DIRECTIONS:
Search the records for lines that contain the word "unwrap". Copy them all.

THE RECORDS:

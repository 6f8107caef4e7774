//! Shared test helpers: a scripted in-memory transport and plan builders.

#![allow(dead_code)]

use async_trait::async_trait;
use fleetbench_core::{FleetConfig, Host, PlanParser};
use fleetbench_orchestrator::transport::shell_quote;
use fleetbench_orchestrator::{CommandOutput, Driver, DriverOptions, Transport, TransportError};
use std::collections::HashMap;
use std::path::Path;
use std::sync::{Arc, Mutex};
use std::time::{Duration, Instant};

/// How a host answers every command.
#[derive(Debug, Clone, Default)]
pub struct Behavior {
    pub delay: Duration,
    pub exit_code: i32,
    pub stdout: String,
    pub unreachable: bool,
}

impl Behavior {
    pub fn delayed(delay: Duration) -> Self {
        Self {
            delay,
            ..Self::default()
        }
    }

    pub fn exit(code: i32) -> Self {
        Self {
            exit_code: code,
            ..Self::default()
        }
    }

    pub fn unreachable() -> Self {
        Self {
            unreachable: true,
            ..Self::default()
        }
    }
}

#[derive(Debug, Clone)]
pub struct Call {
    pub host: String,
    pub script: String,
    pub started: Instant,
    pub finished: Instant,
}

impl Call {
    /// A job cleanup issued by the executor rather than a task command.
    pub fn is_stop(&self) -> bool {
        self.script.contains("kill_tree")
    }

    pub fn is_exists_check(&self) -> bool {
        self.script.starts_with("test -e ")
    }

    pub fn is_command(&self) -> bool {
        !self.is_stop() && !self.is_exists_check()
    }
}

#[derive(Debug, Default)]
pub struct MockTransport {
    behaviors: Mutex<HashMap<String, Behavior>>,
    files: Mutex<HashMap<(String, String), String>>,
    calls: Mutex<Vec<Call>>,
}

impl MockTransport {
    pub fn new() -> Arc<Self> {
        Arc::new(Self::default())
    }

    pub fn behave(&self, host: &str, behavior: Behavior) {
        self.behaviors.lock().unwrap().insert(host.to_string(), behavior);
    }

    /// Makes `path` exist on `host`.
    pub fn add_file(&self, host: &str, path: &str, contents: &str) {
        self.files
            .lock()
            .unwrap()
            .insert((host.to_string(), path.to_string()), contents.to_string());
    }

    pub fn calls(&self) -> Vec<Call> {
        self.calls.lock().unwrap().clone()
    }

    /// Task commands only, in start order.
    pub fn command_calls(&self) -> Vec<Call> {
        let mut calls: Vec<Call> = self.calls().into_iter().filter(Call::is_command).collect();
        calls.sort_by_key(|c| c.started);
        calls
    }

    pub fn calls_for(&self, host: &str) -> Vec<Call> {
        self.calls().into_iter().filter(|c| c.host == host).collect()
    }

    fn record(&self, host: &Host, script: &str, started: Instant) {
        self.calls.lock().unwrap().push(Call {
            host: host.name.clone(),
            script: script.to_string(),
            started,
            finished: Instant::now(),
        });
    }

    fn file(&self, host: &str, path: &str) -> Option<String> {
        self.files.lock().unwrap().get(&(host.to_string(), path.to_string())).cloned()
    }
}

#[async_trait]
impl Transport for MockTransport {
    async fn exec(
        &self,
        host: &Host,
        script: &str,
        timeout: Duration,
    ) -> Result<CommandOutput, TransportError> {
        let started = Instant::now();
        let behavior = self.behaviors.lock().unwrap().get(&host.name).cloned().unwrap_or_default();

        if behavior.unreachable {
            self.record(host, script, started);
            return Err(TransportError::Unreachable {
                host: host.name.clone(),
                reason: "connection refused".to_string(),
            });
        }

        if let Some(path) = script.strip_prefix("test -e ") {
            let exists = self
                .files
                .lock()
                .unwrap()
                .keys()
                .any(|(h, p)| *h == host.name && shell_quote(p) == path);
            self.record(host, script, started);
            return Ok(CommandOutput {
                exit_code: i32::from(!exists),
                ..CommandOutput::default()
            });
        }

        if script.contains("kill_tree") {
            self.record(host, script, started);
            return Ok(CommandOutput::default());
        }

        if behavior.delay > timeout {
            tokio::time::sleep(timeout).await;
            self.record(host, script, started);
            return Err(TransportError::TimedOut {
                host: host.name.clone(),
                after: timeout,
            });
        }
        tokio::time::sleep(behavior.delay).await;
        self.record(host, script, started);
        Ok(CommandOutput {
            exit_code: behavior.exit_code,
            stdout: behavior.stdout,
            stderr: String::new(),
        })
    }

    async fn fetch(&self, host: &Host, remote: &str, local: &Path) -> Result<(), TransportError> {
        let contents = self.file(&host.name, remote).ok_or_else(|| TransportError::Transfer {
            host: host.name.clone(),
            reason: format!("{}: no such file", remote),
        })?;
        tokio::fs::write(local, contents).await.map_err(|source| TransportError::Io {
            host: host.name.clone(),
            source,
        })
    }
}

/// Config with connection retries off so unreachable hosts fail fast.
pub fn test_config(work_dir: &Path) -> FleetConfig {
    let mut config = FleetConfig::default();
    config.execution.connect_retries = 0;
    config.execution.grace_period_secs = 1;
    config.execution.remote_work_dir = work_dir.to_string_lossy().into_owned();
    config
}

pub fn options(output_dir: &Path) -> DriverOptions {
    DriverOptions {
        output_dir: output_dir.to_path_buf(),
        ..DriverOptions::default()
    }
}

/// Builds a driver for an inline-inventory plan.
pub fn driver(
    yaml: &str,
    transport: Arc<dyn Transport>,
    config: &FleetConfig,
    options: DriverOptions,
) -> Driver {
    let plan = PlanParser::parse(yaml).unwrap();
    let inventory = plan.load_inventory(Path::new(".")).unwrap();
    Driver::new(plan, inventory, config, transport, options).unwrap()
}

ANSWER TO THE EXERCISE:
        self.behaviors.lock().unwrap().insert(host.to_string(), behavior);
            .unwrap()
        self.calls.lock().unwrap().clone()
        self.calls.lock().unwrap().push(Call {
        self.files.lock().unwrap().get(&(host.to_string(), path.to_string())).cloned()
        let behavior = self.behaviors.lock().unwrap().get(&host.name).cloned().unwrap_or_default();
                .unwrap()
    let plan = PlanParser::parse(yaml).unwrap();
    let inventory = plan.load_inventory(Path::new(".")).unwrap();
    Driver::new(plan, inventory, config, transport, options).unwrap()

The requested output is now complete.